Many people set goals and then assume the path to reach the goal will require suffering and sacrifice — a recipe for failure.
A better idea is to set a goal and pay attention to the effect it has on your present reality. Set goals that yield a positive effect on your life whenever you think about them, long before the final outcome is actually achieved.
Treat goal-setting as a way to enhance your present reality, not as a way to control the future.- Steve Pavlina
How to set goals and how to achieve goals is a mixture of art and science.
And more importantly you want to be sure that you are setting smart goals and not goals that will produce little to no fruit for you.
Knowing our end result when setting goals is the same as an artist that steps back and looks at his creation. He knows the outcome that he desires yet the process isn’t always certain or pretty.
I had the unique experience of driving past a tree sculptor who was carving an American Eagle, holding a fish in his talons, out of a tree that was cut flush at the top, about fifteen feet from the ground.
Apparently this tree on his property had split in the middle during a violent storm, and instead of just cutting down the rest of the tree he decided to turn it into a piece of art.
Now of course I had no idea what this guy was doing at first.
All I saw was some yellow scaffolding and a man with a chainsaw cutting away at this tree.
After about four days of driving past this man working I began to see some shape to his creation.
I still couldn’t perceive what this sculptor was creating but I knew it was going to be cool.
By the second week the sculptor was using hand chisels to fine tune his work. I could make out the shape of an eagle and was simply amazed at what the sculptor was creating.
Keep in mind that everyday I rode past the house the man was sculpting and chiseling on his masterpiece creation.
After about four weeks the man finished his wood sculpture, including painting it, and it was simply awesome.
There were literally cars lined up to talk with this man while he was sculpting because of the pure amazement of his feat.
The final creation was beautiful and will be seen by others for hundreds of years.
Seeing from the end to achieve goals.
The point of this story has to do with how I set goals. I start from the end.

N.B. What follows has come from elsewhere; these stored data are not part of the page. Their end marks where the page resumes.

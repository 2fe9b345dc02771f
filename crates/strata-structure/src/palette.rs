use indexmap::IndexMap;
use strata_nbt::{Compound, Tag};

/// Block-state properties in the order the caller supplied them.
pub type Attributes = IndexMap<String, String>;

/// Dedup key: the label plus the attribute pairs sorted by name, so two
/// attribute maps with the same contents intern to the same entry.
#[derive(Debug, Clone, PartialEq, Eq, Hash)]
struct PaletteKey {
    label: String,
    attributes: Vec<(String, String)>,
}

impl PaletteKey {
    fn new(label: &str, attributes: &Attributes) -> Self {
        let mut pairs: Vec<(String, String)> = attributes
            .iter()
            .map(|(k, v)| (k.clone(), v.clone()))
            .collect();
        pairs.sort();
        PaletteKey {
            label: label.to_owned(),
            attributes: pairs,
        }
    }
}

#[derive(Debug, Clone, PartialEq, Eq)]
pub struct PaletteEntry {
    pub label: String,
    pub attributes: Attributes,
}

impl PaletteEntry {
    /// `{Name: label}`, plus `Properties` when there are any attributes.
    pub fn to_compound(&self) -> Compound {
        let mut compound = Compound::new();
        compound.insert("Name".to_string(), Tag::from(self.label.as_str()));
        if !self.attributes.is_empty() {
            let properties: Compound = self
                .attributes
                .iter()
                .map(|(k, v)| (k.clone(), Tag::from(v.as_str())))
                .collect();
            compound.insert("Properties".to_string(), Tag::Compound(properties));
        }
        compound
    }
}

/// Interned palette. Indices are assigned in first-seen order and never change.
#[derive(Debug, Clone, Default)]
pub struct Palette {
    entries: IndexMap<PaletteKey, PaletteEntry>,
}

impl Palette {
    pub fn new() -> Self {
        Self::default()
    }

    /// Returns the entry's index and whether it was newly added.
    pub fn intern(&mut self, label: &str, attributes: &Attributes) -> (usize, bool) {
        let key = PaletteKey::new(label, attributes);
        if let Some(index) = self.entries.get_index_of(&key) {
            return (index, false);
        }

        let entry = PaletteEntry {
            label: label.to_owned(),
            attributes: attributes.clone(),
        };
        let (index, _) = self.entries.insert_full(key, entry);
        (index, true)
    }

    pub fn index_of(&self, label: &str, attributes: &Attributes) -> Option<usize> {
        self.entries.get_index_of(&PaletteKey::new(label, attributes))
    }

    pub fn get(&self, index: usize) -> Option<&PaletteEntry> {
        self.entries.get_index(index).map(|(_, entry)| entry)
    }

    pub fn len(&self) -> usize {
        self.entries.len()
    }

    pub fn is_empty(&self) -> bool {
        self.entries.is_empty()
    }

    pub fn iter(&self) -> impl Iterator<Item = &PaletteEntry> {
        self.entries.values()
    }

    pub fn to_entries(&self) -> Vec<PaletteEntry> {
        self.iter().cloned().collect()
    }

    pub fn into_entries(self) -> Vec<PaletteEntry> {
        self.entries.into_values().collect()
    }
}

#[cfg(test)]
mod tests {
    use super::*;

    fn attrs(pairs: &[(&str, &str)]) -> Attributes {
        pairs
            .iter()
            .map(|(k, v)| (k.to_string(), v.to_string()))
            .collect()
    }

    #[test]
    fn test_first_seen_order() {
        let mut palette = Palette::new();
        assert_eq!(palette.intern("stone", &Attributes::new()), (0, true));
        assert_eq!(palette.intern("dirt", &Attributes::new()), (1, true));
        assert_eq!(palette.intern("stone", &Attributes::new()), (0, false));
        assert_eq!(palette.len(), 2);
        assert_eq!(palette.get(1).unwrap().label, "dirt");
    }

    #[test]
    fn test_attribute_order_ignored_for_dedup() {
        let mut palette = Palette::new();
        let a = attrs(&[("facing", "east"), ("delay", "1")]);
        let b = attrs(&[("delay", "1"), ("facing", "east")]);
        assert_eq!(palette.intern("repeater", &a), (0, true));
        assert_eq!(palette.intern("repeater", &b), (0, false));
        // The first-seen attribute order is what gets serialized.
        let keys: Vec<&str> = palette
            .get(0)
            .unwrap()
            .attributes
            .keys()
            .map(|k| k.as_str())
            .collect();
        assert_eq!(keys, vec!["facing", "delay"]);
    }

    #[test]
    fn test_attributes_distinguish_entries() {
        let mut palette = Palette::new();
        palette.intern("dropper", &attrs(&[("facing", "up")]));
        palette.intern("dropper", &attrs(&[("facing", "down")]));
        palette.intern("dropper", &Attributes::new());
        assert_eq!(palette.len(), 3);
        assert_eq!(palette.index_of("dropper", &attrs(&[("facing", "down")])), Some(1));
        assert_eq!(palette.index_of("dropper", &attrs(&[("facing", "north")])), None);
    }

    #[test]
    fn test_entry_compound() {
        let plain = PaletteEntry {
            label: "minecraft:stone".to_string(),
            attributes: Attributes::new(),
        };
        let compound = plain.to_compound();
        assert_eq!(compound.len(), 1);
        assert_eq!(compound["Name"].as_string(), Some("minecraft:stone"));

        let with_props = PaletteEntry {
            label: "minecraft:dropper".to_string(),
            attributes: attrs(&[("facing", "up")]),
        };
        let compound = with_props.to_compound();
        let properties = compound["Properties"].as_compound().unwrap();
        assert_eq!(properties["facing"].as_string(), Some("up"));
    }
}
use crate::builder::PaletteBuilder;
use serde::Deserialize;
use std::fs;
use std::path::Path;
use strata_common::Result;

/// Data version written when the caller does not pick one.
pub const DEFAULT_DATA_VERSION: i32 = 3700;

/// Settings for turning a finalized structure into bytes.
#[derive(Debug, Clone, PartialEq, Eq, Deserialize)]
#[serde(default, deny_unknown_fields)]
pub struct StructureConfig {
    pub root_name: String,
    pub data_version: i32,
    pub compress: bool,
}

impl Default for StructureConfig {
    fn default() -> Self {
        StructureConfig {
            root_name: String::new(),
            data_version: DEFAULT_DATA_VERSION,
            compress: true,
        }
    }
}

impl StructureConfig {
    pub fn from_json_str(json: &str) -> Result<Self> {
        Ok(serde_json::from_str(json)?)
    }

    pub fn load(path: impl AsRef<Path>) -> Result<Self> {
        Self::from_json_str(&fs::read_to_string(path)?)
    }

    /// A fresh builder stamped with this config's data version.
    pub fn builder(&self) -> PaletteBuilder {
        PaletteBuilder::new(self.data_version)
    }
}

I visualize my end result using my mind and imagination. I imagine how it would feel, how it will look, what it means to me.
Now that I have my target goal I set my intention to align my mind and actions with it. I do some research by reading books and finding how others achieved the same goal as I intended to.
Now it is time to take massive action by doing the things that I have learned. I’ll give you a quick example of one of my goals that I achieved:
I started my blog in January 2011.
The first time I checked my Alexa ranking it was ranked 12,000,000 in the world. I wasn’t happy with that number and I wanted to do something about it.
I mentally set a goal to get my blog’s Alexa ranking under 100,000 within six months.
I read as many blogs as I could about lowering my Alexa ranking and I did exactly as I learned.
Writing guest-posts, commenting on other blogs and submitting my site to web directories guided me to getting my Alexa ranking lowered.
My current Alexa ranking as of September 2, 2011 is 93,000 in the world.
Not too shabby in just eight short months of consistent focus and action. 🙂
How about you?
Pick one important goal to work on, visualize your you end result, learn from authorities and experts in the area that you wish to improve and take massive action.
Update: I was reading my local paper and I came across an article titled: Bald Eagle soars in White Hall backyard.
Our noted artist strikes again to carve another broken tree into a masterpiece. The tree sculpting whiz is none other than Jim Calder Jr. of Chesapeake, Va.
Calder claims that he does 30 carvings a year and he said if he were to stop taking commissions today he’d be busy for the next two years.
Calder says that he works by instinct and that he normally carves eight-hour days and finishes most jobs in a week.
Jim Calder Jr. attended Harvard and graduated from the Massachusetts Institute of Technology.
He was an engineer for some time until 1981 when he decided to carve full-time.
One of his ancestors; Alexander M Calder, who created the 37 foot tall bronze statue of William Penn that tops Philadelphia’s City Hall; and Alexander Calder, famous mobiles and outdoor sculptures that can be found worldwide.
Calder’s commissions range from $5000 to $200,000 for a 40-foot totem pole.
Most of his clients are homeowners who want something special on their property. Calder just published “So You Thought You Couldn’t Cut It – A Beginners Guide to Wood Carving.”
All proceeds go to The Young Voices Foundation, which assisted Calder in publishing the book.